Molecular determinants of Hrp1–RNA recognition underlying yeast RNA Polymerase II transcription attenuation

Premature termination of transcription (PTT), also known as attenuation, is a conserved gene regulatory mechanism that operates across all domains of life and in viruses. Attenuation enables rapid cellular responses to environmental and metabolic changes and fine-tunes expression of biosynthetic genes. In Saccharomyces cerevisiae , attenuation of RNA Polymerase II (Pol II) transcription was first linked to the Nrd1-Nab3-Sen1 (NNS) termination pathway for non-coding RNAs, and the mRNA 3’-end processing factor Hrp1 has been implicated more recently. Substitutions in Hrp1 RNA Recognition Motifs (RRMs) cause attenuator readthrough and reduce RNA-binding affinity in vitro , but direct evidence for Hrp1 functioning at attenuators in vivo remains limited.

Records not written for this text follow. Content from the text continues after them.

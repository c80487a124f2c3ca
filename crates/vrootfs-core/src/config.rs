//! Tunables for the root registry and the vnode cache.

use serde::{Deserialize, Serialize};
use std::path::Path;

/// Extended attribute that marks a directory as a virtualization root.
pub const DEFAULT_ROOT_XATTR_NAME: &str = "org.vrootfs.xattr.virtualizationroot";

#[derive(Debug, Clone, PartialEq, Eq, Serialize, Deserialize)]
#[serde(default)]
pub struct CoreConfig {
    /// Number of registry slots allocated up front.
    pub initial_root_capacity: usize,
    /// Bound on the number of vnodes recorded by one slow-path walk.
    pub max_walk_depth: usize,
    /// Expected number of live vnodes on the system.
    pub expected_vnodes: usize,
    /// The cache starts at `expected_vnodes / cache_capacity_divisor` slots.
    pub cache_capacity_divisor: usize,
    /// Filesystem type names a root may live on.
    pub allowed_filesystems: Vec<String>,
    pub root_xattr_name: String,
    /// Mounts tracked for auth-cache suppression before falling back to
    /// disabling without saving the previous TTL.
    pub max_tracked_mounts: usize,
}

impl Default for CoreConfig {
    fn default() -> Self {
        Self {
            initial_root_capacity: 128,
            max_walk_depth: 50,
            expected_vnodes: 262_144,
            cache_capacity_divisor: 10,
            allowed_filesystems: vec![String::from("hfs"), String::from("apfs")],
            root_xattr_name: String::from(DEFAULT_ROOT_XATTR_NAME),
            max_tracked_mounts: 1024,
        }
    }
}

impl CoreConfig {
    pub fn from_file(path: &Path) -> anyhow::Result<Self> {
        let contents = std::fs::read_to_string(path)?;
        let ext = path
            .extension()
            .and_then(|e| e.to_str())
            .unwrap_or_default();

        let config: CoreConfig = match ext.to_lowercase().as_str() {
            "toml" => toml::from_str(&contents)?,
            "json" => serde_json::from_str(&contents)?,
            _ => anyhow::bail!("Unsupported config file extension: {}", ext),
        };
        config.validate()?;
        Ok(config)
    }

    pub fn validate(&self) -> anyhow::Result<()> {
        if self.initial_root_capacity == 0 {
            anyhow::bail!("initial_root_capacity must be at least 1");
        }
        if self.initial_root_capacity > crate::types::RootHandle::MAX_ROOTS {
            anyhow::bail!(
                "initial_root_capacity {} exceeds the handle space of {}",
                self.initial_root_capacity,
                crate::types::RootHandle::MAX_ROOTS
            );
        }
        if self.max_walk_depth == 0 {
            anyhow::bail!("max_walk_depth must be at least 1");
        }
        if self.cache_capacity_divisor == 0 {
            anyhow::bail!("cache_capacity_divisor must be at least 1");
        }
        if self.root_xattr_name.is_empty() {
            anyhow::bail!("root_xattr_name cannot be empty");
        }
        if self.allowed_filesystems.is_empty() {
            anyhow::bail!("allowed_filesystems cannot be empty");
        }
        Ok(())
    }

    /// Initial slot count of the vnode cache, rounded up to a power of two.
    pub fn initial_cache_slots(&self) -> usize {
        let wanted = (self.expected_vnodes / self.cache_capacity_divisor.max(1)).max(16);
        wanted.checked_next_power_of_two().unwrap_or(wanted)
    }

    pub fn is_allowed_filesystem(&self, fs_type: &str) -> bool {
        self.allowed_filesystems.iter().any(|allowed| allowed == fs_type)
    }
}
use crate::types::RootHandle;
use thiserror::Error;

#[derive(Debug, Error)]
pub enum RootError {
    #[error("I/O error: {0}")]
    Io(#[from] std::io::Error),

    #[error("Path could not be resolved: {path}: {source}")]
    PathNotFound {
        path: String,
        #[source]
        source: std::io::Error,
    },

    #[error("Not a directory: {path}")]
    NotDirectory { path: String },

    #[error("Filesystem type {fs_type} is not allowed for virtualization roots")]
    DisallowedFilesystem { fs_type: String },

    #[error("Root {root} already has an active provider")]
    Busy { root: RootHandle },

    #[error("Too many virtualization roots")]
    ResourceExhausted,

    #[error("{op} failed: {source}")]
    Vfs {
        op: &'static str,
        #[source]
        source: std::io::Error,
    },

    #[error("No provider attached to root {root}")]
    NoProvider { root: RootHandle },

    #[error("Invalid root handle: {root}")]
    InvalidHandle { root: RootHandle },

    #[error("Path {path} is not inside root path {root_path}")]
    NotUnderRoot { root_path: String, path: String },

    #[error("Message encoding failed: {msg}")]
    Encoding { msg: String },

    #[error("Invalid configuration: {msg}")]
    InvalidConfig { msg: String },
}

pub type Result<T> = std::result::Result<T, RootError>;

fn errno_of(err: &std::io::Error, fallback: i32) -> i32 {
    err.raw_os_error().unwrap_or(fallback)
}

impl RootError {
    pub fn to_errno(&self) -> i32 {
        use libc::*;
        match self {
            RootError::Io(e) => errno_of(e, EIO),
            RootError::PathNotFound { source, .. } => errno_of(source, ENOENT),
            RootError::NotDirectory { .. } => ENOTDIR,
            RootError::DisallowedFilesystem { .. } => ENODEV,
            RootError::Busy { .. } => EBUSY,
            RootError::ResourceExhausted => ENOMEM,
            RootError::Vfs { source, .. } => errno_of(source, EIO),
            RootError::NoProvider { .. } => EIO,
            RootError::InvalidHandle { .. } => EINVAL,
            RootError::NotUnderRoot { .. } => EINVAL,
            RootError::Encoding { .. } => EINVAL,
            RootError::InvalidConfig { .. } => EINVAL,
        }
    }
}
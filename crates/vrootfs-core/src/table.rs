//! Linear-probing hash table with an explicit growth protocol.
//!
//! Inserts never block: when the table wants to grow and the non-blocking
//! allocation fails, the growth is recorded as deferred and the table keeps
//! operating above its load threshold. The owner later allocates a
//! [`SlotBlock`] with the blocking primitive outside its lock and hands it
//! back through [`ProbeTable::commit_block`].

use crate::vfs::Allocator;
use std::mem;
use std::sync::Arc;

/// A fixed-size record stored inline in the table.
pub trait TableEntry: Copy {
    type Key: Copy + Eq;

    /// The empty-slot marker.
    const VACANT: Self;

    /// `None` for vacant slots.
    fn key(&self) -> Option<Self::Key>;

    fn hash_key(key: &Self::Key) -> u64;
}

/// Slot storage obtained from an [`Allocator`], freed back to it on drop.
pub struct SlotBlock<E> {
    slots: Vec<E>,
    bytes: usize,
    alloc: Arc<dyn Allocator>,
}

impl<E: TableEntry> SlotBlock<E> {
    fn bytes_for(slot_count: usize) -> Option<usize> {
        slot_count.checked_mul(mem::size_of::<E>())
    }

    fn build(slot_count: usize, bytes: usize, alloc: Arc<dyn Allocator>) -> Option<Self> {
        let mut slots = Vec::new();
        if slots.try_reserve_exact(slot_count).is_err() {
            alloc.free(bytes);
            return None;
        }
        slots.resize(slot_count, E::VACANT);
        Some(Self {
            slots,
            bytes,
            alloc,
        })
    }

    /// Blocking allocation of `slot_count` vacant slots.
    pub fn allocate(alloc: Arc<dyn Allocator>, slot_count: usize) -> Option<Self> {
        let bytes = Self::bytes_for(slot_count)?;
        if !alloc.alloc(bytes) {
            return None;
        }
        Self::build(slot_count, bytes, alloc)
    }

    fn allocate_nowait(alloc: Arc<dyn Allocator>, slot_count: usize) -> Option<Self> {
        let bytes = Self::bytes_for(slot_count)?;
        if !alloc.alloc_nowait(bytes) {
            return None;
        }
        Self::build(slot_count, bytes, alloc)
    }

    pub fn slot_count(&self) -> usize {
        self.slots.len()
    }
}

impl<E> Drop for SlotBlock<E> {
    fn drop(&mut self) {
        if self.bytes > 0 {
            self.alloc.free(self.bytes);
        }
    }
}

/// Returned when no vacant slot is left for a new key.
#[derive(Debug, Clone, Copy, PartialEq, Eq)]
pub struct TableFull;

pub struct ProbeTable<E: TableEntry> {
    storage: SlotBlock<E>,
    len: usize,
    deferred_grow: Option<usize>,
}

impl<E: TableEntry> ProbeTable<E> {
    /// Creates a table with `capacity` slots (rounded up to a power of two)
    /// using a blocking allocation.
    pub fn with_capacity(alloc: Arc<dyn Allocator>, capacity: usize) -> Option<Self> {
        let capacity = capacity.max(2).checked_next_power_of_two()?;
        let storage = SlotBlock::allocate(alloc, capacity)?;
        Some(Self {
            storage,
            len: 0,
            deferred_grow: None,
        })
    }

    pub fn len(&self) -> usize {
        self.len
    }

    pub fn is_empty(&self) -> bool {
        self.len == 0
    }

    pub fn capacity(&self) -> usize {
        self.storage.slots.len()
    }

    fn mask(&self) -> usize {
        self.capacity() - 1
    }

    fn home_slot(&self, key: &E::Key) -> usize {
        let hash = E::hash_key(key);
        (hash ^ (hash >> 29)) as usize & self.mask()
    }

    fn over_threshold(count: usize, capacity: usize) -> bool {
        count.saturating_mul(4) > capacity.saturating_mul(3)
    }

    fn position(&self, key: &E::Key) -> Option<usize> {
        let mask = self.mask();
        let mut index = self.home_slot(key);
        for _ in 0..self.capacity() {
            match self.storage.slots[index].key() {
                None => return None,
                Some(found) if found == *key => return Some(index),
                Some(_) => index = (index + 1) & mask,
            }
        }
        None
    }

    pub fn find(&self, key: &E::Key) -> Option<&E> {
        self.position(key).map(|index| &self.storage.slots[index])
    }

    pub fn find_mut(&mut self, key: &E::Key) -> Option<&mut E> {
        let index = self.position(key)?;
        Some(&mut self.storage.slots[index])
    }

    /// Inserts or replaces the entry with the same key, without blocking.
    ///
    /// Growth that cannot be satisfied without blocking is recorded and
    /// reported by [`ProbeTable::take_deferred_grow`].
    pub fn insert(&mut self, entry: E) -> Result<(), TableFull> {
        let Some(key) = entry.key() else {
            return Ok(());
        };

        if let Some(existing) = self.find_mut(&key) {
            *existing = entry;
            return Ok(());
        }

        if Self::over_threshold(self.len + 1, self.capacity()) {
            self.grow_nowait();
        }

        // One slot always stays vacant so probing terminates.
        if self.len + 1 >= self.capacity() {
            return Err(TableFull);
        }

        self.place(entry, key);
        self.len += 1;
        Ok(())
    }

    fn place(&mut self, entry: E, key: E::Key) {
        let mask = self.mask();
        let mut index = self.home_slot(&key);
        while self.storage.slots[index].key().is_some() {
            index = (index + 1) & mask;
        }
        self.storage.slots[index] = entry;
    }

    fn grow_nowait(&mut self) {
        let Some(wanted) = self.capacity().checked_mul(2) else {
            return;
        };
        let alloc = Arc::clone(&self.storage.alloc);
        match SlotBlock::allocate_nowait(alloc, wanted) {
            Some(block) => self.rehash_into(block),
            None => {
                let pending = self.deferred_grow.unwrap_or(0).max(wanted);
                self.deferred_grow = Some(pending);
            }
        }
    }

    fn rehash_into(&mut self, block: SlotBlock<E>) {
        let old = mem::replace(&mut self.storage, block);
        for entry in old.slots.iter().copied() {
            if let Some(key) = entry.key() {
                self.place(entry, key);
            }
        }
        if let Some(pending) = self.deferred_grow {
            if pending <= self.capacity() {
                self.deferred_grow = None;
            }
        }
    }

    /// Removes the entry for `key`, keeping probe sequences intact by
    /// shifting later entries of the cluster back.
    pub fn remove(&mut self, key: &E::Key) -> Option<E> {
        let mut hole = self.position(key)?;
        let removed = mem::replace(&mut self.storage.slots[hole], E::VACANT);
        self.len -= 1;

        let mask = self.mask();
        let mut next = hole;
        loop {
            next = (next + 1) & mask;
            let Some(next_key) = self.storage.slots[next].key() else {
                break;
            };
            let home = self.home_slot(&next_key);
            let stays = if hole <= next {
                hole < home && home <= next
            } else {
                hole < home || home <= next
            };
            if !stays {
                self.storage.slots[hole] = self.storage.slots[next];
                self.storage.slots[next] = E::VACANT;
                hole = next;
            }
        }
        Some(removed)
    }

    pub fn clear(&mut self) {
        self.storage.slots.fill(E::VACANT);
        self.len = 0;
    }

    /// Visits every occupied entry. The callback must not change keys.
    pub fn for_each_mut(&mut self, mut visit: impl FnMut(&mut E)) {
        for entry in self.storage.slots.iter_mut() {
            if entry.key().is_some() {
                visit(entry);
            }
        }
    }

    pub fn iter(&self) -> impl Iterator<Item = &E> {
        self.storage.slots.iter().filter(|e| e.key().is_some())
    }

    /// Slot count of a growth that failed without blocking, if any.
    pub fn take_deferred_grow(&mut self) -> Option<usize> {
        self.deferred_grow.take()
    }

    pub fn allocator(&self) -> Arc<dyn Allocator> {
        Arc::clone(&self.storage.alloc)
    }

    /// Grows into a block allocated outside the lock.
    ///
    /// Returns the block when the table does not need it (anymore); dropping
    /// it frees the memory.
    pub fn commit_block(&mut self, block: SlotBlock<E>) -> Option<SlotBlock<E>> {
        let still_needed = block.slot_count() > self.capacity()
            && Self::over_threshold(self.len + 1, self.capacity());
        if !still_needed {
            return Some(block);
        }
        self.rehash_into(block);
        None
    }
}

#[cfg(test)]
mod tests {
    use super::*;
    use crate::testing::PressureAllocator;
    use crate::vfs::SystemAllocator;

    #[derive(Copy, Clone, Debug, PartialEq, Eq)]
    struct TestEntry {
        key: u64,
        value: u32,
    }

    impl TableEntry for TestEntry {
        type Key = u64;
        const VACANT: Self = TestEntry { key: 0, value: 0 };

        fn key(&self) -> Option<u64> {
            (self.key != 0).then_some(self.key)
        }

        // Deliberately weak so tests get long collision clusters.
        fn hash_key(key: &u64) -> u64 {
            key % 4
        }
    }

    fn entry(key: u64, value: u32) -> TestEntry {
        TestEntry { key, value }
    }

    fn table(capacity: usize) -> ProbeTable<TestEntry> {
        ProbeTable::with_capacity(Arc::new(SystemAllocator::new()), capacity).unwrap()
    }

    #[test]
    fn test_capacity_rounds_to_power_of_two() {
        assert_eq!(table(10).capacity(), 16);
        assert_eq!(table(16).capacity(), 16);
    }

    #[test]
    fn test_insert_find_update() {
        let mut t = table(16);
        t.insert(entry(1, 10)).unwrap();
        t.insert(entry(5, 50)).unwrap();
        assert_eq!(t.find(&1).unwrap().value, 10);
        assert_eq!(t.find(&5).unwrap().value, 50);

        t.insert(entry(1, 11)).unwrap();
        assert_eq!(t.len(), 2);
        assert_eq!(t.find(&1).unwrap().value, 11);
        assert!(t.find(&9).is_none());
    }

    #[test]
    fn test_remove_keeps_cluster_reachable() {
        let mut t = table(16);
        // 4, 8 and 12 share a home slot with 16; 1 lands inside the cluster.
        for key in [4, 8, 12, 16, 1, 5] {
            t.insert(entry(key, key as u32)).unwrap();
        }
        assert_eq!(t.remove(&8).unwrap().value, 8);
        for key in [4, 12, 16, 1, 5] {
            assert_eq!(t.find(&key).unwrap().value, key as u32, "key {}", key);
        }
        assert!(t.find(&8).is_none());
        assert_eq!(t.len(), 5);
        assert!(t.remove(&8).is_none());
    }

    #[test]
    fn test_remove_wrapping_cluster() {
        let mut t = table(4);
        // Both keys home at the last slot, so 7 wraps around to slot 0.
        t.insert(entry(3, 3)).unwrap();
        t.insert(entry(7, 7)).unwrap();
        assert_eq!(t.remove(&3).unwrap().value, 3);
        assert_eq!(t.find(&7).unwrap().value, 7);
    }

    #[test]
    fn test_grows_at_load_threshold() {
        let mut t = table(8);
        for key in 1..=7 {
            t.insert(entry(key, 0)).unwrap();
        }
        assert_eq!(t.capacity(), 16);
        assert!(t.take_deferred_grow().is_none());
        for key in 1..=7 {
            assert!(t.find(&key).is_some());
        }
    }

    #[test]
    fn test_failed_nowait_grow_is_deferred() {
        let alloc = Arc::new(PressureAllocator::new());
        let mut t: ProbeTable<TestEntry> =
            ProbeTable::with_capacity(alloc.clone(), 8).unwrap();
        alloc.set_nowait_fails(true);

        for key in 1..=7 {
            t.insert(entry(key, 0)).unwrap();
        }
        assert_eq!(t.capacity(), 8);
        assert_eq!(t.len(), 7);
        assert_eq!(t.insert(entry(100, 0)), Err(TableFull));
        assert_eq!(t.take_deferred_grow(), Some(16));
        assert_eq!(t.take_deferred_grow(), None);
    }

    #[test]
    fn test_commit_block_grows_table() {
        let alloc = Arc::new(PressureAllocator::new());
        let mut t: ProbeTable<TestEntry> =
            ProbeTable::with_capacity(alloc.clone(), 8).unwrap();
        alloc.set_nowait_fails(true);
        for key in 1..=7 {
            t.insert(entry(key, key as u32)).unwrap();
        }
        let wanted = t.take_deferred_grow().unwrap();

        let block = SlotBlock::allocate(t.allocator(), wanted).unwrap();
        assert!(t.commit_block(block).is_none());
        assert_eq!(t.capacity(), 16);
        for key in 1..=7 {
            assert_eq!(t.find(&key).unwrap().value, key as u32);
        }
        assert_eq!(alloc.outstanding_bytes(), 16 * mem::size_of::<TestEntry>());
    }

    #[test]
    fn test_commit_block_returns_unneeded_block() {
        let alloc = Arc::new(PressureAllocator::new());
        let mut t: ProbeTable<TestEntry> =
            ProbeTable::with_capacity(alloc.clone(), 8).unwrap();
        t.insert(entry(1, 1)).unwrap();

        let block = SlotBlock::allocate(t.allocator(), 16).unwrap();
        let unused = t.commit_block(block);
        assert!(unused.is_some());
        drop(unused);
        assert_eq!(t.capacity(), 8);
        assert_eq!(alloc.outstanding_bytes(), 8 * mem::size_of::<TestEntry>());
    }

    #[test]
    fn test_clear_keeps_capacity() {
        let mut t = table(32);
        for key in 1..=10 {
            t.insert(entry(key, 0)).unwrap();
        }
        t.clear();
        assert!(t.is_empty());
        assert_eq!(t.capacity(), 32);
        assert!(t.find(&3).is_none());
    }

    #[test]
    fn test_for_each_mut_and_iter() {
        let mut t = table(16);
        for key in 1..=4 {
            t.insert(entry(key, 1)).unwrap();
        }
        t.for_each_mut(|e| {
            if e.key % 2 == 0 {
                e.value = 2;
            }
        });
        let total: u32 = t.iter().map(|e| e.value).sum();
        assert_eq!(total, 6);
    }

    #[test]
    fn test_drop_frees_storage() {
        let alloc = Arc::new(SystemAllocator::new());
        {
            let mut t: ProbeTable<TestEntry> =
                ProbeTable::with_capacity(alloc.clone(), 8).unwrap();
            for key in 1..=20 {
                t.insert(entry(key, 0)).unwrap();
            }
            assert!(alloc.outstanding_bytes() > 0);
        }
        assert_eq!(alloc.outstanding_bytes(), 0);
    }
}
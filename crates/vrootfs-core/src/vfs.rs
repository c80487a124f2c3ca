//! Collaborator interfaces consumed by the core.
//!
//! The filesystem primitives, the allocation primitives, the provider
//! connection and the interception layer all live outside this crate. They
//! are reached only through the traits below, so the registry and the cache
//! can run against the kernel glue or against the in-memory doubles in
//! [`crate::testing`].

use crate::types::{FsidInode, MountId, RootHandle, Vid, VnodeId};
use std::io;
use std::sync::atomic::{AtomicUsize, Ordering};

/// Auth-cache TTL meaning "cache forever"; restoring it clears the override.
pub const AUTH_CACHE_TTL_INFINITE: i32 = -1;
/// Auth-cache TTL that disables cached authorization decisions.
pub const AUTH_CACHE_TTL_DISABLED: i32 = 0;

/// Errno reported by [`Vfs::read_xattr`] when the attribute does not exist.
#[cfg(target_os = "macos")]
pub const ENOATTR: i32 = libc::ENOATTR;
/// Errno reported by [`Vfs::read_xattr`] when the attribute does not exist.
#[cfg(not(target_os = "macos"))]
pub const ENOATTR: i32 = libc::ENODATA;

/// Filesystem primitive layer.
///
/// Reference counting mirrors the kernel's iocount: [`Vfs::lookup`] and
/// [`Vfs::parent`] hand out a retained vnode which the caller must pass to
/// [`Vfs::release`] exactly once.
pub trait Vfs: Send + Sync {
    /// Current generation stamp of the vnode identity.
    fn vid(&self, vnode: VnodeId) -> Vid;

    fn is_dir(&self, vnode: VnodeId) -> bool;

    /// Retained parent directory, or `None` at the filesystem root.
    fn parent(&self, vnode: VnodeId) -> Option<VnodeId>;

    fn retain(&self, vnode: VnodeId);

    fn release(&self, vnode: VnodeId);

    /// Canonical absolute path of the vnode.
    fn path(&self, vnode: VnodeId) -> io::Result<String>;

    /// Resolves an absolute path to a retained vnode.
    fn lookup(&self, path: &str) -> io::Result<VnodeId>;

    /// Volume id and inode number (getattr).
    fn persistent_id(&self, vnode: VnodeId) -> io::Result<FsidInode>;

    fn read_xattr(&self, vnode: VnodeId, name: &str) -> io::Result<Vec<u8>>;

    fn mount_of(&self, vnode: VnodeId) -> MountId;

    /// Whether the vnode is the root directory of its mount.
    fn is_mount_root(&self, vnode: VnodeId) -> bool;

    /// Filesystem type name of the mount, e.g. `apfs`.
    fn fs_type_name(&self, mount: MountId) -> String;

    /// Mounted-on path, for diagnostics.
    fn mount_name(&self, mount: MountId) -> String;

    fn auth_cache_ttl(&self, mount: MountId) -> i32;

    fn set_auth_cache_ttl(&self, mount: MountId, ttl: i32);

    /// Returns the mount to the system's default auth-cache behaviour.
    fn clear_auth_cache_ttl(&self, mount: MountId);
}

/// Memory allocation primitives.
///
/// Callers pair every successful `alloc`/`alloc_nowait` with a `free` of the
/// same size.
pub trait Allocator: Send + Sync {
    /// Blocking allocation; only fails on hard exhaustion.
    fn alloc(&self, bytes: usize) -> bool;

    /// Allocation that must not sleep; may fail under memory pressure.
    fn alloc_nowait(&self, bytes: usize) -> bool;

    fn free(&self, bytes: usize);
}

/// Allocator backed by the process heap that accounts outstanding bytes.
#[derive(Debug, Default)]
pub struct SystemAllocator {
    outstanding: AtomicUsize,
}

impl SystemAllocator {
    pub fn new() -> Self {
        Self::default()
    }

    pub fn outstanding_bytes(&self) -> usize {
        self.outstanding.load(Ordering::Relaxed)
    }
}

impl Allocator for SystemAllocator {
    fn alloc(&self, bytes: usize) -> bool {
        self.outstanding.fetch_add(bytes, Ordering::Relaxed);
        true
    }

    fn alloc_nowait(&self, bytes: usize) -> bool {
        self.alloc(bytes)
    }

    fn free(&self, bytes: usize) {
        self.outstanding.fetch_sub(bytes, Ordering::Relaxed);
    }
}

/// A connection to a content provider process.
///
/// Shared as `Arc<dyn Provider>`; the registry clones the `Arc` before
/// dropping its lock so a send never races with disconnection.
pub trait Provider: Send + Sync {
    fn send_message(&self, message: &[u8]) -> io::Result<()>;

    /// Informs the provider of the canonical path it was registered for.
    fn set_root_path(&self, _path: &str) {}
}

/// The access-control interception layer, as seen from the registry.
pub trait EventAborter: Send + Sync {
    /// Fails every event still waiting on the provider of `root`.
    ///
    /// Called from `RootRegistry::disconnect` with the registry held shared.
    /// Writers are kept out until this returns, and a queued writer blocks
    /// new readers, so implementations must not call back into the registry
    /// or the vnode cache.
    fn abort_outstanding_events_for_provider(&self, root: RootHandle);
}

Here, we characterized 5’-end RNA terminator elements from several genes, including RAD3 , SNG1 , MNR2 , and CPR8 . Readthrough mutations clustered in AU-rich regions resembling polyadenylation site (pA) efficiency elements, consistent with Hrp1 binding targets. Amino acid substitutions of Hrp1 RRM residue F162 revealed a general requirement for aromaticity in RNA recognition that varied to some degree by gene context. To test Hrp1-RNA interactions independent of other yeast factors, we adapted a bacterial 3-hybrid (B3H) assay. Hrp1 interacted with RNA derived from the GAL7 3’-end pA site and 5’-end terminator regions of RAD3 , MNR2 , and CPR8 . Mutations in AU-rich RNA regions that disrupted Pol II attenuation in yeast generally impaired B3H interactions. However, some Hrp1 mutants (M191T, I270T, D271G, M275V, T280I) retained binding to CPR8 terminator RNA, suggesting their defects require additional yeast components. These results demonstrate that Hrp1 is sufficient to bind multiple UA-rich attenuator RNAs in vivo , expanding Hrp1 function to include early transcription events.